Records for this task
-.-.-

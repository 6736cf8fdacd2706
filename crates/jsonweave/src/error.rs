use thiserror::Error;

/// Errors produced while decoding JSON input.
///
/// The first grammar violation aborts the decode; no partial value is
/// returned. [`NumericValueOutOfRange`] is deliberately distinct from
/// [`InvalidNumber`] so callers can tell "not JSON" apart from "valid JSON I
/// cannot represent as an `f64`".
///
/// [`NumericValueOutOfRange`]: ParseError::NumericValueOutOfRange
/// [`InvalidNumber`]: ParseError::InvalidNumber
#[derive(Debug, Error, Clone, Copy, PartialEq, Eq)]
pub enum ParseError {
    /// A byte that cannot start or continue the expected production.
    #[error("unexpected token")]
    UnexpectedToken,
    /// Input ended in the middle of a value.
    #[error("unexpected end of input")]
    UnexpectedEof,
    /// A number literal violating the strict JSON number grammar.
    #[error("invalid number")]
    InvalidNumber,
    /// An unterminated string, a bad escape, or a raw control byte.
    #[error("invalid string")]
    InvalidString,
    /// A `\u` escape not followed by exactly four hex digits.
    #[error("invalid unicode escape")]
    InvalidUnicodeEscape,
    /// A syntactically valid number whose magnitude overflows `f64`.
    #[error("numeric value out of range")]
    NumericValueOutOfRange,
    /// Nesting deeper than [`ScannerOptions::max_depth`].
    ///
    /// [`ScannerOptions::max_depth`]: crate::ScannerOptions::max_depth
    #[error("recursion limit exceeded")]
    RecursionLimitExceeded,
}

/// Errors produced while encoding a value to JSON text.
///
/// Inside a [`Decorator`] the first error latches: every later emission call
/// becomes a no-op, and whatever text was already written must be discarded.
///
/// [`Decorator`]: crate::Decorator
#[derive(Debug, Error, Clone, PartialEq)]
pub enum EncodeError {
    /// NaN or an infinity, which have no JSON representation.
    #[error("unsupported float value: {0}")]
    NonFiniteFloat(f64),
    /// A value with no JSON form, naming the concrete type.
    #[error("unsupported type: {0}")]
    UnsupportedType(&'static str),
    /// The output sink refused a write.
    #[error("output sink failure")]
    Sink(#[from] core::fmt::Error),
    /// An error raised by a user-supplied marshaling capability.
    #[error("{0}")]
    Custom(String),
}

impl EncodeError {
    /// Builds a [`EncodeError::Custom`] from any message.
    pub fn custom(msg: impl Into<String>) -> Self {
        Self::Custom(msg.into())
    }
}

-.-.-

Task to complete
Return the records exactly, every line included.

Response area
repository 6736cf8fdacd2706
filename crates/jsonweave/src/error.rs
use thiserror::Error;

/// Errors produced while decoding JSON input.
///
/// The first grammar violation aborts the decode; no partial value is
/// returned. [`NumericValueOutOfRange`] is deliberately distinct from
/// [`InvalidNumber`] so callers can tell "not JSON" apart from "valid JSON I
/// cannot represent as an `f64`".
///
/// [`NumericValueOutOfRange`]: ParseError::NumericValueOutOfRange
/// [`InvalidNumber`]: ParseError::InvalidNumber
#[derive(Debug, Error, Clone, Copy, PartialEq, Eq)]
pub enum ParseError {
    /// A byte that cannot start or continue the expected production.
    #[error("unexpected token")]
    UnexpectedToken,
    /// Input ended in the middle of a value.
    #[error("unexpected end of input")]
    UnexpectedEof,
    /// A number literal violating the strict JSON number grammar.
    #[error("invalid number")]
    InvalidNumber,
    /// An unterminated string, a bad escape, or a raw control byte.
    #[error("invalid string")]
    InvalidString,
    /// A `\u` escape not followed by exactly four hex digits.
    #[error("invalid unicode escape")]
    InvalidUnicodeEscape,
    /// A syntactically valid number whose magnitude overflows `f64`.
    #[error("numeric value out of range")]
    NumericValueOutOfRange,
    /// Nesting deeper than [`ScannerOptions::max_depth`].
    ///
    /// [`ScannerOptions::max_depth`]: crate::ScannerOptions::max_depth
    #[error("recursion limit exceeded")]
    RecursionLimitExceeded,
}

/// Errors produced while encoding a value to JSON text.
///
/// Inside a [`Decorator`] the first error latches: every later emission call
/// becomes a no-op, and whatever text was already written must be discarded.
///
/// [`Decorator`]: crate::Decorator
#[derive(Debug, Error, Clone, PartialEq)]
pub enum EncodeError {
    /// NaN or an infinity, which have no JSON representation.
    #[error("unsupported float value: {0}")]
    NonFiniteFloat(f64),
    /// A value with no JSON form, naming the concrete type.
    #[error("unsupported type: {0}")]
    UnsupportedType(&'static str),
    /// The output sink refused a write.
    #[error("output sink failure")]
    Sink(#[from] core::fmt::Error),
    /// An error raised by a user-supplied marshaling capability.
    #[error("{0}")]
    Custom(String),
}

impl EncodeError {
    /// Builds a [`EncodeError::Custom`] from any message.
    pub fn custom(msg: impl Into<String>) -> Self {
        Self::Custom(msg.into())
    }
}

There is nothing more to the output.